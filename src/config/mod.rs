//! Configuration management for the strategy engine.
//!
//! Loads settings from an optional config file and `BOT__`-prefixed
//! environment variables. The bot section is a tagged union with one variant
//! per strategy, validated once before any loop starts.

use crate::error::{EngineError, Result};
use crate::exchange::MarketPair;
use crate::utils::Interval;
use anyhow::Context;
use rust_decimal::Decimal;
use rust_decimal_macros::dec;
use serde::{Deserialize, Serialize};
use std::collections::HashMap;

/// Upper bound on market-maker quote levels per side.
pub const MAX_QUOTE_LEVELS: u32 = 50;

/// Smallest slippage tolerance the perp engine can express (1 bp).
const MIN_SLIPPAGE_PERCENT: Decimal = dec!(0.01);

/// Main application configuration.
#[derive(Debug, Clone, Serialize, Deserialize)]
pub struct EngineConfig {
    /// Gateway service connection
    #[serde(default)]
    pub gateway: GatewayConfig,
    /// Exchange-wide trading settings
    #[serde(default)]
    pub trading: TradingConfig,
    /// The bot to run
    pub bot: BotConfig,
    /// Seed state for the paper gateway (`--paper`)
    #[serde(default)]
    pub paper: PaperConfig,
}

#[derive(Debug, Clone, Serialize, Deserialize)]
pub struct GatewayConfig {
    #[serde(default = "default_base_url")]
    pub base_url: String,
    /// API key sent with every request
    #[serde(default)]
    pub api_key: String,
    /// Secret for request signing
    #[serde(default)]
    pub secret_key: String,
    #[serde(default = "default_timeout_secs")]
    pub timeout_secs: u64,
}

#[derive(Debug, Clone, Serialize, Deserialize)]
pub struct TradingConfig {
    /// Slippage tolerance for closing perp positions, in percent (1.0 = 1%)
    #[serde(default = "default_max_slippage_percent")]
    pub max_slippage_percent: Decimal,
}

/// Markets, prices and balances the paper gateway starts with.
#[derive(Debug, Clone, Default, PartialEq, Serialize, Deserialize)]
pub struct PaperConfig {
    #[serde(default)]
    pub markets: Vec<MarketPair>,
    /// Base symbol -> oracle price
    #[serde(default)]
    pub oracle_prices: HashMap<String, Decimal>,
    /// Token symbol -> starting balance of the bot's subaccount
    #[serde(default)]
    pub balances: HashMap<String, Decimal>,
    /// Perp external id -> funding rate in percent
    #[serde(default)]
    pub funding_rates: HashMap<String, Decimal>,
}

/// One bot: a subaccount plus the strategy it runs.
#[derive(Debug, Clone, PartialEq, Serialize, Deserialize)]
pub struct BotConfig {
    /// Subaccount name, resolved against the signer's subaccounts at startup
    pub subaccount: String,
    #[serde(flatten)]
    pub strategy: StrategyConfig,
}

/// Strategy-specific parameters.
#[derive(Debug, Clone, PartialEq, Serialize, Deserialize)]
#[serde(tag = "strategy", rename_all = "snake_case")]
pub enum StrategyConfig {
    Grid(GridConfig),
    MarketMaker(MarketMakerConfig),
    Dca(DcaConfig),
    FundingArb(FundingArbConfig),
}

#[derive(Debug, Clone, PartialEq, Serialize, Deserialize)]
pub struct GridConfig {
    pub pair: String,
    pub lower: Decimal,
    pub upper: Decimal,
    pub grids: u32,
    pub size_per_grid: Decimal,
}

#[derive(Debug, Clone, PartialEq, Serialize, Deserialize)]
pub struct MarketMakerConfig {
    pub pair: String,
    /// Full bid/ask spread as a fraction of mid (0.002 = 0.2%)
    pub spread: Decimal,
    pub order_size: Decimal,
    #[serde(default = "default_levels")]
    pub levels: u32,
    /// Extra distance per level as a fraction of mid
    #[serde(default)]
    pub level_spacing: Decimal,
    #[serde(default = "default_refresh_interval")]
    pub refresh_interval: Interval,
    #[serde(default = "default_inventory_target")]
    pub inventory_target: Decimal,
    #[serde(default = "default_max_skew")]
    pub max_skew: Decimal,
}

/// How a DCA amount is denominated.
#[derive(Debug, Clone, Copy, Default, PartialEq, Eq, Serialize, Deserialize)]
#[serde(rename_all = "lowercase")]
pub enum AmountType {
    #[default]
    Base,
    Quote,
}

#[derive(Debug, Clone, PartialEq, Serialize, Deserialize)]
pub struct DcaConfig {
    pub pair: String,
    pub amount: Decimal,
    pub interval: Interval,
    #[serde(default)]
    pub amount_type: AmountType,
}

#[derive(Debug, Clone, PartialEq, Serialize, Deserialize)]
pub struct FundingArbConfig {
    pub spot_pair: String,
    pub perp_pair: String,
    /// Entry threshold in percent per funding period (0.01 = 0.01%)
    pub min_funding_rate: Decimal,
    /// Total notional in quote units, split evenly between the two legs
    pub amount: Decimal,
}

// Default value functions
fn default_base_url() -> String {
    "http://127.0.0.1:8080".to_string()
}

fn default_timeout_secs() -> u64 {
    30
}

fn default_max_slippage_percent() -> Decimal {
    dec!(1.0)
}

fn default_levels() -> u32 {
    1
}

fn default_refresh_interval() -> Interval {
    Interval::from_secs(30)
}

fn default_inventory_target() -> Decimal {
    dec!(0.5)
}

fn default_max_skew() -> Decimal {
    dec!(0.03)
}

fn config_error(msg: impl Into<String>) -> EngineError {
    EngineError::Configuration(msg.into())
}

fn ensure(condition: bool, msg: &str) -> Result<()> {
    if condition {
        Ok(())
    } else {
        Err(config_error(msg))
    }
}

impl EngineConfig {
    /// Load configuration from an optional file plus environment variables.
    pub fn load(path: Option<&str>) -> anyhow::Result<Self> {
        dotenvy::dotenv().ok();

        let mut builder = config::Config::builder();
        builder = match path {
            Some(p) => builder.add_source(config::File::with_name(p).required(true)),
            None => builder.add_source(config::File::with_name("bot").required(false)),
        };

        let config = builder
            .add_source(config::Environment::with_prefix("BOT").separator("__"))
            .build()
            .context("Failed to build configuration")?;

        config
            .try_deserialize()
            .context("Failed to deserialize configuration")
    }

    /// Validate configuration values.
    pub fn validate(&self) -> Result<()> {
        ensure(
            !self.gateway.base_url.is_empty(),
            "gateway.base_url must be set",
        )?;
        ensure(
            self.trading.max_slippage_percent >= MIN_SLIPPAGE_PERCENT
                && self.trading.max_slippage_percent < dec!(100),
            "trading.max_slippage_percent must be at least 0.01 (1 bp) and below 100",
        )?;
        self.bot.validate()
    }
}

impl BotConfig {
    /// Check every required field before the loop starts.
    pub fn validate(&self) -> Result<()> {
        ensure(!self.subaccount.trim().is_empty(), "subaccount must be set")?;
        match &self.strategy {
            StrategyConfig::Grid(c) => c.validate(),
            StrategyConfig::MarketMaker(c) => c.validate(),
            StrategyConfig::Dca(c) => c.validate(),
            StrategyConfig::FundingArb(c) => c.validate(),
        }
    }

    /// Strategy tag as written in config.
    pub fn kind(&self) -> &'static str {
        match self.strategy {
            StrategyConfig::Grid(_) => "grid",
            StrategyConfig::MarketMaker(_) => "market_maker",
            StrategyConfig::Dca(_) => "dca",
            StrategyConfig::FundingArb(_) => "funding_arb",
        }
    }
}

impl GridConfig {
    fn validate(&self) -> Result<()> {
        ensure(!self.pair.is_empty(), "grid: pair must be set")?;
        ensure(self.lower > Decimal::ZERO, "grid: lower must be positive")?;
        ensure(self.upper > self.lower, "grid: upper must be above lower")?;
        ensure(self.grids >= 1, "grid: grids must be at least 1")?;
        ensure(
            self.size_per_grid > Decimal::ZERO,
            "grid: size_per_grid must be positive",
        )
    }
}

impl MarketMakerConfig {
    fn validate(&self) -> Result<()> {
        ensure(!self.pair.is_empty(), "market_maker: pair must be set")?;
        ensure(
            self.spread > Decimal::ZERO && self.spread < Decimal::ONE,
            "market_maker: spread must be between 0 and 1",
        )?;
        ensure(
            self.order_size > Decimal::ZERO,
            "market_maker: order_size must be positive",
        )?;
        ensure(
            (1..=MAX_QUOTE_LEVELS).contains(&self.levels),
            "market_maker: levels must be between 1 and 50",
        )?;
        ensure(
            self.level_spacing >= Decimal::ZERO,
            "market_maker: level_spacing must not be negative",
        )?;
        // the deepest bid has to stay above zero
        let deepest = self.spread / dec!(2) + Decimal::from(self.levels - 1) * self.level_spacing;
        ensure(
            deepest < Decimal::ONE,
            "market_maker: spread and level_spacing push the deepest bid below zero",
        )?;
        ensure(
            self.refresh_interval.as_millis() > 0,
            "market_maker: refresh_interval must be positive",
        )?;
        ensure(
            self.inventory_target >= Decimal::ZERO && self.inventory_target <= Decimal::ONE,
            "market_maker: inventory_target must be between 0 and 1",
        )?;
        ensure(
            self.max_skew >= Decimal::ZERO && self.max_skew < Decimal::ONE,
            "market_maker: max_skew must be in [0, 1)",
        )
    }
}

impl DcaConfig {
    fn validate(&self) -> Result<()> {
        ensure(!self.pair.is_empty(), "dca: pair must be set")?;
        ensure(self.amount > Decimal::ZERO, "dca: amount must be positive")?;
        ensure(
            self.interval.as_millis() > 0,
            "dca: interval must be positive",
        )
    }
}

impl FundingArbConfig {
    fn validate(&self) -> Result<()> {
        ensure(!self.spot_pair.is_empty(), "funding_arb: spot_pair must be set")?;
        ensure(!self.perp_pair.is_empty(), "funding_arb: perp_pair must be set")?;
        ensure(
            self.spot_pair != self.perp_pair,
            "funding_arb: spot_pair and perp_pair must differ",
        )?;
        ensure(self.amount > Decimal::ZERO, "funding_arb: amount must be positive")
    }
}

impl Default for GatewayConfig {
    fn default() -> Self {
        Self {
            base_url: default_base_url(),
            api_key: String::new(),
            secret_key: String::new(),
            timeout_secs: default_timeout_secs(),
        }
    }
}

impl Default for TradingConfig {
    fn default() -> Self {
        Self {
            max_slippage_percent: default_max_slippage_percent(),
        }
    }
}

============================================================

• [What you will do]:
Within the material above, how many lines contain "positive"? Only the number should be given.

• [Exercise result]:
7